Race Tendencies in Literature


I know what you’re thinking: Not another biased viewpoint on race within the boundaries of pop culture! It seems that the topic is race is being bent and scrutinized in every possible way even to the point of being used to further one agenda or another. Don’t worry. While this is certainly “yet another article” on the subject, I will definitely never tell you what you should or should not include in your writings. As an American Studies major, I simply find myself in curiosities that must be answered.

For the last week I have randomly polled people I work with, live with, and meet while out and about. I got weird looks and awkward laughs and some really insightful information into how culture and race are naturally viewed by everyday people. I talked to Whites, Asians, Blacks, Mixed, Indians, whoever I came across whom I felt I could approach. I had one simple question for each of them:

“If you wrote a story, what race would you instinctively assign your characters?”

Not a hard question, right? Actually, it’s a deeper question than it would seem. Everyone talks on social media about the “whitewashing” of literature and movies, and yet they lack the substantive study to support the theory. Are you as curious as I was to see the answers I received to the above question?

All of them reacted the same. All of them admitted their characters would be predominantly whatever race (or combination thereof) they happened to be, themselves. 

My asian friends said theirs would be asian. My black friends said theirs would be black. Not a single non-white race even considered the thought that they might create predominantly white characters.
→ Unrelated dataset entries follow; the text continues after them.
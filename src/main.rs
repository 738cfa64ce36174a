//! homedash - a home information dashboard for the terminal
//!
//! Shows the time, local weather and forecast, active weather alerts, news
//! headlines, public network info and a bandwidth estimate, each refreshed on
//! its own schedule.

use std::io;
use std::panic;
use std::process;
use std::sync::Arc;
use std::time::Duration;

use clap::Parser;
use crossterm::{
    event::{self, Event, KeyEventKind},
    execute,
    terminal::{disable_raw_mode, enable_raw_mode, EnterAlternateScreen, LeaveAlternateScreen},
};
use ratatui::{backend::CrosstermBackend, Terminal};
use tracing::{info, warn};

use homedash::app::App;
use homedash::cache::CacheManager;
use homedash::cli::{Cli, StartupConfig};
use homedash::logging;
use homedash::refresh::RefreshHandle;
use homedash::scheduler::{SharedClock, SystemClock};
use homedash::ui;

type DashTerminal = Terminal<CrosstermBackend<io::Stdout>>;

/// Sets up a panic hook that restores the terminal before printing the panic message.
/// This ensures the terminal is usable even if the application panics.
fn setup_panic_hook() {
    let original_hook = panic::take_hook();
    panic::set_hook(Box::new(move |panic_info| {
        let _ = disable_raw_mode();
        let _ = execute!(io::stdout(), LeaveAlternateScreen);
        original_hook(panic_info);
    }));
}

/// Draws, reads keys and applies incoming panels until the user quits
fn run(
    terminal: &mut DashTerminal,
    app: &mut App,
    refresh: &mut RefreshHandle,
) -> io::Result<()> {
    loop {
        while let Some(message) = refresh.try_recv() {
            app.apply(message);
        }

        terminal.draw(|f| ui::render(f, app))?;

        // Poll for keyboard events with 100ms timeout
        if event::poll(Duration::from_millis(100))? {
            if let Event::Key(key) = event::read()? {
                if key.kind == KeyEventKind::Press {
                    app.handle_key(key);
                }
            }
        }

        if let Some(command) = app.take_refresh_request() {
            info!(?command, "manual refresh requested");
            refresh.send_command(command);
        }

        if app.should_quit {
            return Ok(());
        }
    }
}

#[tokio::main]
async fn main() -> Result<(), Box<dyn std::error::Error>> {
    let cli = Cli::parse();
    let startup = match StartupConfig::from_cli(&cli) {
        Ok(startup) => startup,
        Err(e) => {
            eprintln!("Error: {}", e);
            process::exit(2);
        }
    };

    if startup.print_config {
        println!("{}", startup.dashboard.to_redacted_json()?);
        return Ok(());
    }

    // Guard must live for the entire app lifetime
    let _log_guard = logging::init(startup.verbose);
    info!(version = env!("CARGO_PKG_VERSION"), "homedash starting");

    let cache = CacheManager::new();
    if cache.is_none() {
        warn!("no cache directory available; every refresh will hit the network");
    }

    let clock: SharedClock = Arc::new(SystemClock);
    let mut app = App::new(&startup.dashboard.enabled_features());
    let mut refresh = RefreshHandle::spawn_all(&startup.dashboard, cache, clock)?;

    setup_panic_hook();

    enable_raw_mode()?;
    let mut stdout = io::stdout();
    execute!(stdout, EnterAlternateScreen)?;
    let backend = CrosstermBackend::new(stdout);
    let mut terminal = Terminal::new(backend)?;

    let result = run(&mut terminal, &mut app, &mut refresh);

    // Restore terminal even if the loop failed
    disable_raw_mode()?;
    execute!(terminal.backend_mut(), LeaveAlternateScreen)?;

    refresh.shutdown().await;
    info!("homedash stopped");

    result?;
    Ok(())
}
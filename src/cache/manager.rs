//! Cache manager for persisting feature payloads to disk
//!
//! Provides a `CacheManager` that stores serializable payloads as JSON files
//! stamped with the time they were written.

use chrono::{DateTime, Utc};
use directories::ProjectDirs;
use serde::{de::DeserializeOwned, Deserialize, Serialize};
use std::fs;
use std::path::PathBuf;
use std::time::Duration;

/// A persisted payload and the moment it was written
#[derive(Debug, Clone, PartialEq, Serialize, Deserialize)]
pub struct CacheEntry<T> {
    /// The cached payload
    pub payload: T,
    /// Write time in milliseconds since the Unix epoch
    pub timestamp: i64,
    /// What the payload was fetched for (location, feed URL); `None` if unscoped
    #[serde(default, skip_serializing_if = "Option::is_none")]
    pub scope: Option<String>,
}

impl<T> CacheEntry<T> {
    /// Age of the entry at `now`
    ///
    /// Entries stamped in the future (clock skew) are treated as brand new.
    pub fn age(&self, now: DateTime<Utc>) -> Duration {
        let millis = now.timestamp_millis().saturating_sub(self.timestamp);
        Duration::from_millis(millis.max(0) as u64)
    }

    /// Whether the entry may still be rendered without fetching
    pub fn is_fresh(&self, now: DateTime<Utc>, ttl: Duration) -> bool {
        is_valid(self.age(now), ttl)
    }

    /// The write time as a UTC timestamp
    pub fn written_at(&self) -> Option<DateTime<Utc>> {
        DateTime::from_timestamp_millis(self.timestamp)
    }
}

/// An entry of age `age` is valid while it is strictly younger than `ttl`
pub fn is_valid(age: Duration, ttl: Duration) -> bool {
    age < ttl
}

/// Manages reading and writing cached payloads to disk
///
/// The cache manager stores data as JSON files in an XDG-compliant cache
/// directory (`~/.cache/homedash/` on Linux), one file per feature key.
#[derive(Debug, Clone)]
pub struct CacheManager {
    /// Directory where cache files are stored
    cache_dir: PathBuf,
}

impl CacheManager {
    /// Creates a new CacheManager using XDG-compliant cache directory
    ///
    /// Returns `None` if the cache directory cannot be determined (e.g., no home directory).
    pub fn new() -> Option<Self> {
        let project_dirs = ProjectDirs::from("", "", "homedash")?;
        let cache_dir = project_dirs.cache_dir().to_path_buf();
        Some(Self { cache_dir })
    }

    /// Creates a new CacheManager with a custom cache directory
    pub fn with_dir(cache_dir: PathBuf) -> Self {
        Self { cache_dir }
    }

    /// Returns the path to a cache file for the given key
    fn cache_path(&self, key: &str) -> PathBuf {
        self.cache_dir.join(format!("{}.json", key))
    }

    /// Ensures the cache directory exists
    fn ensure_dir(&self) -> std::io::Result<()> {
        fs::create_dir_all(&self.cache_dir)
    }

    /// Writes a payload under `key`, stamped with `now`
    ///
    /// # Arguments
    /// * `key` - Unique identifier for the cache entry (e.g., "weather")
    /// * `payload` - The data to cache (must implement Serialize)
    /// * `now` - The write time recorded in the entry
    pub fn write<T: Serialize>(&self, key: &str, payload: &T, now: DateTime<Utc>) -> std::io::Result<()> {
        self.write_scoped(key, None, payload, now)
    }

    /// Writes a payload under `key`, tagged with the query it answers
    pub fn write_scoped<T: Serialize>(
        &self,
        key: &str,
        scope: Option<&str>,
        payload: &T,
        now: DateTime<Utc>,
    ) -> std::io::Result<()> {
        self.ensure_dir()?;

        let entry = CacheEntry {
            payload,
            timestamp: now.timestamp_millis(),
            scope: scope.map(str::to_string),
        };

        let json = serde_json::to_string_pretty(&entry)
            .map_err(|e| std::io::Error::new(std::io::ErrorKind::InvalidData, e))?;

        fs::write(self.cache_path(key), json)
    }

    /// Reads the entry stored under `key`
    ///
    /// Returns `None` if the entry doesn't exist or cannot be parsed. Freshness
    /// is left to the caller, which knows the feature's TTL.
    pub fn read<T: DeserializeOwned>(&self, key: &str) -> Option<CacheEntry<T>> {
        let content = fs::read_to_string(self.cache_path(key)).ok()?;
        serde_json::from_str(&content).ok()
    }
}

#[cfg(test)]
mod tests {
    use super::*;
    use chrono::TimeZone;
    use serde::{Deserialize, Serialize};
    use tempfile::TempDir;

    #[derive(Debug, Clone, PartialEq, Serialize, Deserialize)]
    struct TestData {
        name: String,
        value: i32,
    }

    fn create_test_cache() -> (CacheManager, TempDir) {
        let temp_dir = TempDir::new().expect("Failed to create temp directory");
        let cache = CacheManager::with_dir(temp_dir.path().to_path_buf());
        (cache, temp_dir)
    }

    fn noon() -> DateTime<Utc> {
        Utc.with_ymd_and_hms(2024, 7, 15, 12, 0, 0).unwrap()
    }

    #[test]
    fn test_is_valid_boundaries() {
        let ttl = Duration::from_secs(30 * 60);
        assert!(is_valid(Duration::from_secs(29 * 60 + 59), ttl));
        assert!(!is_valid(Duration::from_secs(30 * 60), ttl));
        assert!(!is_valid(Duration::from_secs(30 * 60 + 1), ttl));
        assert!(is_valid(Duration::ZERO, ttl));
    }

    #[test]
    fn test_write_creates_file_with_payload_and_timestamp() {
        let (cache, temp_dir) = create_test_cache();
        let data = TestData {
            name: "test".to_string(),
            value: 42,
        };

        cache.write("test_key", &data, noon()).expect("Write should succeed");

        let expected_path = temp_dir.path().join("test_key.json");
        assert!(expected_path.exists(), "Cache file should exist");

        let content = fs::read_to_string(&expected_path).expect("Should read file");
        assert!(content.contains("\"payload\""));
        assert!(content.contains("\"timestamp\""));
        assert!(content.contains(&noon().timestamp_millis().to_string()));
    }

    #[test]
    fn test_read_returns_none_for_missing_key() {
        let (cache, _temp_dir) = create_test_cache();

        let result: Option<CacheEntry<TestData>> = cache.read("nonexistent_key");

        assert!(result.is_none(), "Should return None for missing key");
    }

    #[test]
    fn test_read_returns_none_for_corrupt_file() {
        let (cache, temp_dir) = create_test_cache();
        fs::write(temp_dir.path().join("broken.json"), "{ not json").unwrap();

        let result: Option<CacheEntry<TestData>> = cache.read("broken");

        assert!(result.is_none());
    }

    #[test]
    fn test_entry_freshness_follows_age() {
        let (cache, _temp_dir) = create_test_cache();
        let data = TestData {
            name: "fresh".to_string(),
            value: 100,
        };
        let ttl = Duration::from_secs(30 * 60);

        cache.write("fresh_key", &data, noon()).expect("Write should succeed");
        let entry: CacheEntry<TestData> = cache.read("fresh_key").expect("Should read cache");

        assert_eq!(entry.payload, data);
        assert!(entry.is_fresh(noon() + chrono::Duration::seconds(29 * 60 + 59), ttl));
        assert!(!entry.is_fresh(noon() + chrono::Duration::seconds(30 * 60 + 1), ttl));
    }

    #[test]
    fn test_future_timestamp_counts_as_zero_age() {
        let entry = CacheEntry {
            payload: (),
            timestamp: noon().timestamp_millis(),
            scope: None,
        };

        let age = entry.age(noon() - chrono::Duration::minutes(5));

        assert_eq!(age, Duration::ZERO);
    }

    #[test]
    fn test_written_at_round_trips_timestamp() {
        let entry = CacheEntry {
            payload: (),
            timestamp: noon().timestamp_millis(),
            scope: None,
        };
        assert_eq!(entry.written_at(), Some(noon()));
    }

    #[test]
    fn test_write_creates_directory_if_missing() {
        let temp_dir = TempDir::new().expect("Failed to create temp directory");
        let nested_path = temp_dir.path().join("nested").join("cache").join("dir");
        let cache = CacheManager::with_dir(nested_path.clone());

        let data = TestData {
            name: "nested".to_string(),
            value: 1,
        };

        cache.write("nested_key", &data, noon()).expect("Write should succeed");

        assert!(nested_path.exists(), "Nested directory should be created");
        assert!(nested_path.join("nested_key.json").exists(), "Cache file should exist");
    }

    #[test]
    fn test_new_creates_xdg_compliant_path() {
        if let Some(cache) = CacheManager::new() {
            let path_str = cache.cache_dir.to_string_lossy();
            assert!(
                path_str.contains("homedash"),
                "Cache path should contain project name"
            );
        }
        // Test passes if new() returns None (e.g., no home directory in CI)
    }

    #[test]
    fn test_overwrite_existing_cache() {
        let (cache, _temp_dir) = create_test_cache();
        let data1 = TestData {
            name: "first".to_string(),
            value: 1,
        };
        let data2 = TestData {
            name: "second".to_string(),
            value: 2,
        };
        let later = noon() + chrono::Duration::minutes(10);

        cache.write("overwrite_key", &data1, noon()).expect("First write should succeed");
        cache.write("overwrite_key", &data2, later).expect("Second write should succeed");

        let entry: CacheEntry<TestData> = cache.read("overwrite_key").expect("Should read cache");

        assert_eq!(entry.payload, data2, "Cache should contain latest data");
        assert_eq!(entry.timestamp, later.timestamp_millis());
    }

    #[test]
    fn test_scoped_write_records_scope() {
        let (cache, temp_dir) = create_test_cache();
        let data = TestData {
            name: "scoped".to_string(),
            value: 7,
        };

        cache
            .write_scoped("news", Some("https://feeds.example/rss"), &data, noon())
            .expect("Write should succeed");

        let entry: CacheEntry<TestData> = cache.read("news").expect("Should read cache");
        assert_eq!(entry.scope.as_deref(), Some("https://feeds.example/rss"));

        // Unscoped entries leave the field out of the file entirely
        cache.write("plain", &data, noon()).unwrap();
        let content = fs::read_to_string(temp_dir.path().join("plain.json")).unwrap();
        assert!(!content.contains("scope"));
        let entry: CacheEntry<TestData> = cache.read("plain").unwrap();
        assert!(entry.scope.is_none());
    }
}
Of course, I tend to hang out with fairly open-minded people, and so they knew they’d have other races in the story, but the predominant theme tended towards focusing on their own ethnicity.

This tells me there is far more to the underlying race issue than simply “whitewashing.” It’s “racewashing.”

Again, I will never tell a writer what kind of characters they must write, or what races are required for movies to be “ethnically correct.” In some ways this viewpoint seems to be quite misleading. However, this issue is something to take into consideration, and really begs a far more detailed study than the simple verbal poll I conducted over a week’s time. Is it racism? Ignorance? Nature?